[Task objective]: Print, exactly as they stand, the lines from the start of the listing to the line containing "sinks before returning", inclusive.

*** Opening of Extracted data ***

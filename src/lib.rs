//! # sievelog
//!
//! A leveled, multi-sink logger: each enabled severity gets its own rotating
//! log file, with DEBUG mirrored to stdout and ERROR to stderr.
//!
//! ## Features
//!
//! - **Exact-band routing**: each level's file receives that level and nothing
//!   else; enabling ERROR does not capture WARN
//! - **Rotating files**: size-triggered rotation with bounded backups, age
//!   pruning and optional gzip
//! - **Durable emits**: every log call flushes its sinks before returning
//! - **Runtime reconfiguration**: swap the enabled level set wholesale
//!
//! ## Quick start
//!
//! ```no_run
//! use sievelog::{info, err, reconfigure, LevelMask};
//!
//! // First emit lazily installs the default logger (INFO|ERROR, ./logs)
//! info!("starting up");
//! err!("exit code {}", 3);
//!
//! // Switch the active levels at runtime
//! reconfigure(LevelMask::DEBUG | LevelMask::WARN).unwrap();
//! ```

pub mod appenders;
pub mod core;
pub mod global;
pub mod macros;

pub mod prelude {
    pub use crate::appenders::{Appender, ConsoleAppender, ConsoleTarget, RotatingFileAppender};
    pub use crate::core::{
        Encoder, LevelBand, LevelMask, LogEntry, LogLevel, Logger, LoggerError, Result,
        RotationPolicy, RouterConfig, TimestampFormat,
    };
    pub use crate::global::{flush, init, mask, reconfigure};
}

pub use appenders::{Appender, ConsoleAppender, ConsoleTarget, RotatingFileAppender};
pub use core::{
    Encoder, LevelBand, LevelMask, LogEntry, LogLevel, Logger, LoggerError, Result,
    RotationPolicy, RouterConfig, TimestampFormat,
};
pub use global::{flush, init, mask, reconfigure};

*** Close of Extracted data ***

[Written response]:
filename src/lib.rs
//! # sievelog
//!
//! A leveled, multi-sink logger: each enabled severity gets its own rotating
//! log file, with DEBUG mirrored to stdout and ERROR to stderr.
//!
//! ## Features
//!
//! - **Exact-band routing**: each level's file receives that level and nothing
//!   else; enabling ERROR does not capture WARN
//! - **Rotating files**: size-triggered rotation with bounded backups, age
//!   pruning and optional gzip
//! - **Durable emits**: every log call flushes its sinks before returning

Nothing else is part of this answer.